It seems to me you should restore it (if you haven't already). ---- CharlesGillingham (talk) 04:47, 27 January 2014 (UTC)[reply]
I don't see anything I'd call a WP:RS on this. And if there is, it shouldn't be the author with the WP:COI who restores it. Dicklyon (talk) 08:07, 27 January 2014 (UTC)[reply]
I had a private discussion with Barry.hendy and added back a brief discussion with references. I did not restore the graph because of WP:RS and WP:OR concerns. ~KvnG 15:10, 30 January 2014 (UTC)[reply]

The picture in the top right corner only goes to 2011

this image

Shouldn't the picture be updated soon? Why not update in on a yearly basis? Why not make a script to update it automatically, even more often? Zanthius (talk) 19:11, 6 February 2014 (UTC)[reply]

Interesting idea. Is there a source of data that would support automatic updates? You could ask the author of the image where he got data and see if he can easily update. I'd like to see other improvements, too, like something that makes it easy to see a doubling every two years; I can't tell from the line whether it's on that slope, or a fit to the data.
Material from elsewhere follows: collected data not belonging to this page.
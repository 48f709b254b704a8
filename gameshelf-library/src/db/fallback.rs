use std::{
    sync::atomic::{AtomicBool, Ordering},
    time::Duration,
};

use async_trait::async_trait;
use futures_util::future::BoxFuture;
use log::warn;
use tokio::time::timeout;

use crate::{
    Database, GameChanges, GameData, MemoryDatabase, NewGame, NewUser, Result,
    SharedDatabase, StorageKind, UpdatedUser, UserData,
};

/// Presents a durable and a volatile backend as one database.
///
/// Every operation is attempted on the durable backend first, bounded by a timeout.
/// If it is missing, times out or fails for reasons other than a domain outcome,
/// the same operation is performed against the volatile store.
///
/// The two backends don't share state, so anything written to one
/// is invisible to the other.
pub struct FallbackDatabase {
    durable: Option<SharedDatabase>,
    volatile: MemoryDatabase,
    timeout: Duration,
    /// Set when the last operation was served by the volatile store
    degraded: AtomicBool,
}

impl FallbackDatabase {
    /// The default bound on a durable attempt
    pub const DEFAULT_TIMEOUT: Duration = Duration::from_secs(5);

    pub fn new(durable: Option<SharedDatabase>, volatile: MemoryDatabase) -> Self {
        Self {
            durable,
            volatile,
            timeout: Self::DEFAULT_TIMEOUT,
            degraded: AtomicBool::new(false),
        }
    }

    pub fn with_timeout(mut self, timeout: Duration) -> Self {
        self.timeout = timeout;
        self
    }

    /// Runs the operation against the durable backend, falling back to the volatile one
    async fn attempt<'a, T>(
        &'a self,
        operation: &'static str,
        call: impl Fn(&'a dyn Database) -> BoxFuture<'a, Result<T>>,
    ) -> Result<T> {
        if let Some(durable) = &self.durable {
            match timeout(self.timeout, call(durable.as_ref())).await {
                Ok(Ok(value)) => {
                    self.degraded.store(false, Ordering::Relaxed);
                    return Ok(value);
                }
                Ok(Err(e)) if !e.is_recoverable() => {
                    self.degraded.store(false, Ordering::Relaxed);
                    return Err(e);
                }
                Ok(Err(e)) => warn!("Durable {} failed, using volatile store: {}", operation, e),
                Err(_) => warn!(
                    "Durable {} timed out after {:?}, using volatile store",
                    operation, self.timeout
                ),
            }

            self.degraded.store(true, Ordering::Relaxed);
        }

        call(&self.volatile).await
    }
}

#[async_trait]
impl Database for FallbackDatabase {
    fn kind(&self) -> StorageKind {
        match &self.durable {
            Some(_) if !self.degraded.load(Ordering::Relaxed) => StorageKind::Durable,
            _ => StorageKind::Volatile,
        }
    }

    async fn user_by_id(&self, user_id: &str) -> Result<UserData> {
        self.attempt("user lookup", |db| db.user_by_id(user_id))
            .await
    }

    async fn user_by_username(&self, username: &str) -> Result<UserData> {
        self.attempt("user lookup", |db| db.user_by_username(username))
            .await
    }

    async fn user_by_email(&self, email: &str) -> Result<UserData> {
        self.attempt("user lookup", |db| db.user_by_email(email))
            .await
    }

    async fn create_user(&self, new_user: NewUser) -> Result<UserData> {
        self.attempt("user creation", |db| db.create_user(new_user.clone()))
            .await
    }

    async fn update_user(&self, updated_user: UpdatedUser) -> Result<UserData> {
        self.attempt("user update", |db| db.update_user(updated_user.clone()))
            .await
    }

    async fn game_by_id(&self, game_id: &str, owner_id: &str) -> Result<GameData> {
        self.attempt("game lookup", |db| db.game_by_id(game_id, owner_id))
            .await
    }

    async fn games_by_owner(&self, owner_id: &str) -> Result<Vec<GameData>> {
        self.attempt("library listing", |db| db.games_by_owner(owner_id))
            .await
    }

    async fn create_game(&self, owner_id: &str, new_game: NewGame) -> Result<GameData> {
        self.attempt("game creation", |db| {
            db.create_game(owner_id, new_game.clone())
        })
        .await
    }

    async fn update_game(
        &self,
        game_id: &str,
        owner_id: &str,
        changes: GameChanges,
    ) -> Result<GameData> {
        self.attempt("game update", |db| {
            db.update_game(game_id, owner_id, changes.clone())
        })
        .await
    }

    async fn delete_game(&self, game_id: &str, owner_id: &str) -> Result<()> {
        self.attempt("game deletion", |db| db.delete_game(game_id, owner_id))
            .await
    }
}

#[cfg(test)]
mod test {
    use std::sync::{atomic::AtomicUsize, Arc};

    use super::*;
    use crate::{DatabaseError, GameStatus};

    /// How the stand-in durable backend misbehaves
    #[derive(Clone, Copy)]
    enum Behavior {
        Fail,
        Hang,
        Conflict,
    }

    struct BrokenDatabase {
        behavior: Behavior,
        calls: AtomicUsize,
    }

    impl BrokenDatabase {
        fn shared(behavior: Behavior) -> Arc<Self> {
            Arc::new(Self {
                behavior,
                calls: AtomicUsize::new(0),
            })
        }

        async fn misbehave<T>(&self) -> Result<T> {
            self.calls.fetch_add(1, Ordering::SeqCst);

            match self.behavior {
                Behavior::Fail => Err(DatabaseError::Internal("connection refused".into())),
                Behavior::Hang => {
                    tokio::time::sleep(Duration::from_secs(60)).await;
                    Err(DatabaseError::Unavailable("hung".to_string()))
                }
                Behavior::Conflict => Err(DatabaseError::Conflict {
                    resource: "game",
                    field: "title",
                    value: "Hades".to_string(),
                }),
            }
        }
    }

    #[async_trait]
    impl Database for BrokenDatabase {
        fn kind(&self) -> StorageKind {
            StorageKind::Durable
        }

        async fn user_by_id(&self, _: &str) -> Result<UserData> {
            self.misbehave().await
        }

        async fn user_by_username(&self, _: &str) -> Result<UserData> {
            self.misbehave().await
        }

        async fn user_by_email(&self, _: &str) -> Result<UserData> {
            self.misbehave().await
        }

        async fn create_user(&self, _: NewUser) -> Result<UserData> {
            self.misbehave().await
        }

        async fn update_user(&self, _: UpdatedUser) -> Result<UserData> {
            self.misbehave().await
        }

        async fn game_by_id(&self, _: &str, _: &str) -> Result<GameData> {
            self.misbehave().await
        }

        async fn games_by_owner(&self, _: &str) -> Result<Vec<GameData>> {
            self.misbehave().await
        }

        async fn create_game(&self, _: &str, _: NewGame) -> Result<GameData> {
            self.misbehave().await
        }

        async fn update_game(&self, _: &str, _: &str, _: GameChanges) -> Result<GameData> {
            self.misbehave().await
        }

        async fn delete_game(&self, _: &str, _: &str) -> Result<()> {
            self.misbehave().await
        }
    }

    fn hades() -> NewGame {
        NewGame {
            title: "Hades".to_string(),
            platform: "PC".to_string(),
            status: GameStatus::Pending,
            cover_image: None,
            rating: None,
            genres: vec![],
            description: None,
            notes: None,
        }
    }

    #[tokio::test]
    async fn test_failing_durable_falls_back() {
        let durable = BrokenDatabase::shared(Behavior::Fail);
        let db = FallbackDatabase::new(Some(durable.clone()), MemoryDatabase::new());

        let game = db.create_game("ana", hades()).await.unwrap();
        let games = db.games_by_owner("ana").await.unwrap();

        assert_eq!(games, vec![game]);
        assert_eq!(durable.calls.load(Ordering::SeqCst), 2);
    }

    #[tokio::test]
    async fn test_volatile_invariants_hold_after_fallback() {
        let durable = BrokenDatabase::shared(Behavior::Fail);
        let db = FallbackDatabase::new(Some(durable), MemoryDatabase::new());

        let game = db.create_game("ana", hades()).await.unwrap();

        let duplicate = db.create_game("ana", hades()).await;
        assert!(matches!(duplicate, Err(DatabaseError::Conflict { .. })));

        let foreign = db.game_by_id(&game.id, "bob").await;
        assert!(matches!(foreign, Err(DatabaseError::Forbidden { .. })));
    }

    #[tokio::test]
    async fn test_domain_errors_are_not_retried() {
        let durable = BrokenDatabase::shared(Behavior::Conflict);
        let db = FallbackDatabase::new(Some(durable), MemoryDatabase::new());

        let result = db.create_game("ana", hades()).await;
        assert!(matches!(result, Err(DatabaseError::Conflict { .. })));

        // Nothing was written to the volatile store
        let volatile_games = db.volatile.games_by_owner("ana").await.unwrap();
        assert!(volatile_games.is_empty());
    }

    #[tokio::test]
    async fn test_slow_durable_times_out() {
        let durable = BrokenDatabase::shared(Behavior::Hang);
        let db = FallbackDatabase::new(Some(durable), MemoryDatabase::new())
            .with_timeout(Duration::from_millis(50));

        let game = db.create_game("ana", hades()).await.unwrap();
        assert_eq!(game.title, "Hades");
    }

    #[tokio::test]
    async fn test_without_durable_backend() {
        let db = FallbackDatabase::new(None, MemoryDatabase::new());

        assert_eq!(db.kind(), StorageKind::Volatile);
        db.create_game("ana", hades()).await.unwrap();
        assert_eq!(db.games_by_owner("ana").await.unwrap().len(), 1);
    }

    #[tokio::test]
    async fn test_kind_follows_the_serving_backend() {
        let failing = FallbackDatabase::new(
            Some(BrokenDatabase::shared(Behavior::Fail)),
            MemoryDatabase::new(),
        );

        assert_eq!(failing.kind(), StorageKind::Durable);
        failing.create_game("ana", hades()).await.unwrap();
        assert_eq!(failing.kind(), StorageKind::Volatile);

        let answering = FallbackDatabase::new(
            Some(BrokenDatabase::shared(Behavior::Conflict)),
            MemoryDatabase::new(),
        );

        let _ = answering.create_game("ana", hades()).await;
        assert_eq!(answering.kind(), StorageKind::Durable);
    }
}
Also the styling in the title would be better if it conformed to MOS:CAPS and MOS:DASH. Dicklyon (talk) 21:16, 6 February 2014 (UTC)[reply]
The microprocessor chronology here on wikipedia lists this data for least eight newer cpu's, dated 2012-2014.
I tried unsuccessfully to update the hard disk drive chart a little further down in this article with 2014 popular models sold at Newegg (in GB): 300 500 1000 2000 3000 4000. Any suggestions? 71.128.35.13 (talk) 03:41, 21 May 2014 (UTC)[reply]

Murphy's Law and Quality Control

Line 182 (I think):

"Moore says he now sees his law as more beautiful than he had realized: 'Moore's law is a violation of Murphy's law. Everything gets better and better.' Some believe Murphy's law has been cleverly hidden from end users by increasingly skilled quality control."

The first bit is attributed to Gordon Moore himself, but the latter is currently my own statement (I dropped a {{cn}} tag on it.) We have all kinds of articles about the technical specifics of Murphy's law (paraphrased: "Anything you allow to go wrong will go wrong") and not allowing too many things to go wrong, even as transistor counts soar into the trillions. This includes design-for-test circuitry, radiographic inspection, error correction coding, automated test equipment, skilled process engineering and FCC/IEEE/IPC/ISO/JEDEC/ETC/ETC/ETC quality standardization. Murphy's law can't be truly violated in the manner Moore describes, and the industry does know this. I just haven't seen a published generalization of that, except my own, obviously. I'm guessing there has to be one already out there for the finding. Featherwinglove (talk) 01:46, 13 February 2014 (UTC)[reply]

See also

I made some progress cleaning up the See also section as per GA review suggestion. I believe the following links don't belong in the See also section but the article should be improved to include them as links in the body. ~KvnG 14:36, 28 March 2014 (UTC)[reply]

The introductory paragraph states "The capabilities of many digital electronic devices are strongly linked to Moore's law: processing speed". I assume that what the original author meant was performance not merely clock speed. If so, having "processing speed" link to Clock rate would be somewhat misleading. — Preceding unsigned comment added by Paul A. Clayton (talkcontribs) 17:51, 8 June 2014 (UTC)[reply]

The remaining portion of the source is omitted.